START SOURCE DATA

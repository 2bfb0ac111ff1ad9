// Scratch workspace - one private directory per execution

use std::io;
use std::path::{Path, PathBuf};
use tracing::{debug, warn};
use uuid::Uuid;

/// Uniquely named directory owned by a single execution.
///
/// `remove` deletes it; if that never happens (early return, panic, dropped
/// future) the directory is deleted synchronously on drop.
#[derive(Debug)]
pub struct ScratchWorkspace {
    path: PathBuf,
    removed: bool,
}

impl ScratchWorkspace {
    /// Create `<base>/<uuid>`; `base` is created if missing
    pub async fn create(base: &Path) -> io::Result<Self> {
        tokio::fs::create_dir_all(base).await?;
        let path = base.join(Uuid::new_v4().to_string());
        // create_dir, not create_dir_all: an existing directory is an error
        tokio::fs::create_dir(&path).await?;
        debug!(path = %path.display(), "created scratch workspace");
        Ok(Self {
            path,
            removed: false,
        })
    }

    pub fn path(&self) -> &Path {
        &self.path
    }

    /// Write `contents` to `name` inside the workspace, returning the file path
    pub async fn write(&self, name: &str, contents: &str) -> io::Result<PathBuf> {
        let file = self.path.join(name);
        tokio::fs::write(&file, contents).await?;
        Ok(file)
    }

    /// Delete the workspace recursively. Failures are logged, never returned.
    pub async fn remove(mut self) {
        match tokio::fs::remove_dir_all(&self.path).await {
            Ok(()) => {
                debug!(path = %self.path.display(), "removed scratch workspace");
                self.removed = true;
            }
            Err(e) if e.kind() == io::ErrorKind::NotFound => self.removed = true,
            Err(e) => {
                warn!(path = %self.path.display(), error = %e, "failed to remove scratch workspace");
            }
        }
    }
}

impl Drop for ScratchWorkspace {
    fn drop(&mut self) {
        if !self.removed {
            // Best effort; nothing useful to do with the error here
            let _ = std::fs::remove_dir_all(&self.path);
        }
    }
}
// In-memory test script store

use crate::store::{Result, TestScriptSource};
use async_trait::async_trait;
use std::collections::HashMap;

/// Test scripts held in a map, keyed by exercise id
#[derive(Debug, Clone, Default)]
pub struct MemoryStore {
    scripts: HashMap<String, String>,
}

impl MemoryStore {
    pub fn new() -> Self {
        Self::default()
    }

    pub fn insert(&mut self, exercise_id: impl Into<String>, test_script: impl Into<String>) {
        self.scripts.insert(exercise_id.into(), test_script.into());
    }

    pub fn with(mut self, exercise_id: impl Into<String>, test_script: impl Into<String>) -> Self {
        self.insert(exercise_id, test_script);
        self
    }

    pub fn len(&self) -> usize {
        self.scripts.len()
    }

    pub fn is_empty(&self) -> bool {
        self.scripts.is_empty()
    }
}

impl<K: Into<String>, V: Into<String>> FromIterator<(K, V)> for MemoryStore {
    fn from_iter<I: IntoIterator<Item = (K, V)>>(iter: I) -> Self {
        Self {
            scripts: iter.into_iter().map(|(k, v)| (k.into(), v.into())).collect(),
        }
    }
}

#[async_trait]
impl TestScriptSource for MemoryStore {
    async fn test_script(&self, exercise_id: &str) -> Result<Option<String>> {
        Ok(self.scripts.get(exercise_id).cloned())
    }

    async fn exercise_ids(&self) -> Result<Vec<String>> {
        let mut ids: Vec<String> = self.scripts.keys().cloned().collect();
        ids.sort();
        Ok(ids)
    }
}
// Executor configuration

use crate::executor::error::ConfigError;
use crate::runner::RunnerConfig;
use serde::Deserialize;
use std::path::{Path, PathBuf};
use tracing::{debug, warn};

/// Executor configuration
#[derive(Debug, Clone, Deserialize)]
#[serde(default)]
pub struct ExecutorConfig {
    /// Process limits and interpreter
    pub runner: RunnerConfig,
    /// Parent directory of per-request scratch workspaces
    pub scratch_dir: PathBuf,
    /// Largest accepted source, in characters
    pub max_source_chars: usize,
    /// Root of the exercise directory store
    pub exercises_dir: PathBuf,
    /// Also disable `__main__` guards in the learner's module for test runs
    pub sanitize_test_runs: bool,
}

impl Default for ExecutorConfig {
    fn default() -> Self {
        Self {
            runner: RunnerConfig::default(),
            scratch_dir: std::env::temp_dir().join("pyrunner"),
            max_source_chars: 50_000,
            exercises_dir: dirs::home_dir()
                .map(|p| p.join(".pyrunner").join("exercises"))
                .unwrap_or_else(|| PathBuf::from(".pyrunner/exercises")),
            sanitize_test_runs: false,
        }
    }
}

/// Parse a variable from `lookup`, logging a warning if the value is present but invalid.
fn parse_var<T: std::str::FromStr>(
    lookup: &impl Fn(&str) -> Option<String>,
    name: &str,
    default: T,
) -> T {
    match lookup(name) {
        Some(v) => match v.trim().parse() {
            Ok(parsed) => parsed,
            Err(_) => {
                warn!(var = name, value = %v, "Invalid env var value, using default");
                default
            }
        },
        None => default,
    }
}

impl ExecutorConfig {
    /// Defaults overridden by `PYRUNNER_*` environment variables (and `.env`)
    pub fn from_env() -> Result<Self, ConfigError> {
        dotenvy::dotenv().ok();
        let config = Self::default().with_overrides(|name| std::env::var(name).ok());
        config.validate()?;
        Ok(config)
    }

    /// Read a TOML file; keys left out keep their defaults
    pub fn from_toml_file(path: &Path) -> Result<Self, ConfigError> {
        let content = std::fs::read_to_string(path).map_err(|source| ConfigError::Read {
            path: path.to_path_buf(),
            source,
        })?;
        let config = Self::from_toml_str(&content)?;
        debug!(path = %path.display(), "loaded executor config file");
        Ok(config)
    }

    pub fn from_toml_str(content: &str) -> Result<Self, ConfigError> {
        let config: Self = toml::from_str(content)?;
        config.validate()?;
        Ok(config)
    }

    /// Optional file first, then environment overrides
    pub fn load(path: Option<&Path>) -> Result<Self, ConfigError> {
        dotenvy::dotenv().ok();
        let base = match path {
            Some(path) => Self::from_toml_file(path)?,
            None => Self::default(),
        };
        let config = base.with_overrides(|name| std::env::var(name).ok());
        config.validate()?;
        Ok(config)
    }

    /// Apply `PYRUNNER_*` overrides read through `lookup`
    pub fn with_overrides(mut self, lookup: impl Fn(&str) -> Option<String>) -> Self {
        let runner = &mut self.runner;
        runner.timeout_ms = parse_var(&lookup, "PYRUNNER_TIMEOUT_MS", runner.timeout_ms);
        runner.max_output_bytes =
            parse_var(&lookup, "PYRUNNER_MAX_OUTPUT_BYTES", runner.max_output_bytes);
        runner.kill_grace_ms = parse_var(&lookup, "PYRUNNER_KILL_GRACE_MS", runner.kill_grace_ms);
        if let Some(interpreter) = lookup("PYRUNNER_INTERPRETER") {
            runner.interpreter = interpreter;
        }

        self.max_source_chars =
            parse_var(&lookup, "PYRUNNER_MAX_SOURCE_CHARS", self.max_source_chars);
        self.sanitize_test_runs =
            parse_var(&lookup, "PYRUNNER_SANITIZE_TEST_RUNS", self.sanitize_test_runs);
        if let Some(dir) = lookup("PYRUNNER_SCRATCH_DIR") {
            self.scratch_dir = PathBuf::from(dir);
        }
        if let Some(dir) = lookup("PYRUNNER_EXERCISES_DIR") {
            self.exercises_dir = PathBuf::from(dir);
        }
        self
    }

    pub fn validate(&self) -> Result<(), ConfigError> {
        if self.runner.timeout_ms == 0 {
            return Err(ConfigError::Invalid("runner.timeout_ms must be positive".into()));
        }
        if self.runner.max_output_bytes == 0 {
            return Err(ConfigError::Invalid(
                "runner.max_output_bytes must be positive".into(),
            ));
        }
        if self.runner.interpreter.trim().is_empty() {
            return Err(ConfigError::Invalid("runner.interpreter must not be empty".into()));
        }
        if self.max_source_chars == 0 {
            return Err(ConfigError::Invalid("max_source_chars must be positive".into()));
        }
        Ok(())
    }
}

END SOURCE DATA

§ **THE TASK**:
Set down exactly, and only, the lines from the one containing "overrides read through" to the final line of the data.

§ **SOLUTION**:
    /// Apply `PYRUNNER_*` overrides read through `lookup`
    pub fn with_overrides(mut self, lookup: impl Fn(&str) -> Option<String>) -> Self {
        let runner = &mut self.runner;
        runner.timeout_ms = parse_var(&lookup, "PYRUNNER_TIMEOUT_MS", runner.timeout_ms);
        runner.max_output_bytes =
            parse_var(&lookup, "PYRUNNER_MAX_OUTPUT_BYTES", runner.max_output_bytes);
        runner.kill_grace_ms = parse_var(&lookup, "PYRUNNER_KILL_GRACE_MS", runner.kill_grace_ms);
        if let Some(interpreter) = lookup("PYRUNNER_INTERPRETER") {
            runner.interpreter = interpreter;
        }

        self.max_source_chars =
            parse_var(&lookup, "PYRUNNER_MAX_SOURCE_CHARS", self.max_source_chars);
        self.sanitize_test_runs =
            parse_var(&lookup, "PYRUNNER_SANITIZE_TEST_RUNS", self.sanitize_test_runs);
        if let Some(dir) = lookup("PYRUNNER_SCRATCH_DIR") {
            self.scratch_dir = PathBuf::from(dir);
        }
        if let Some(dir) = lookup("PYRUNNER_EXERCISES_DIR") {
            self.exercises_dir = PathBuf::from(dir);
        }
        self
    }

    pub fn validate(&self) -> Result<(), ConfigError> {
        if self.runner.timeout_ms == 0 {
            return Err(ConfigError::Invalid("runner.timeout_ms must be positive".into()));
        }
        if self.runner.max_output_bytes == 0 {
            return Err(ConfigError::Invalid(
                "runner.max_output_bytes must be positive".into(),
            ));
        }
        if self.runner.interpreter.trim().is_empty() {
            return Err(ConfigError::Invalid("runner.interpreter must not be empty".into()));
        }
        if self.max_source_chars == 0 {
            return Err(ConfigError::Invalid("max_source_chars must be positive".into()));
        }
        Ok(())
    }
}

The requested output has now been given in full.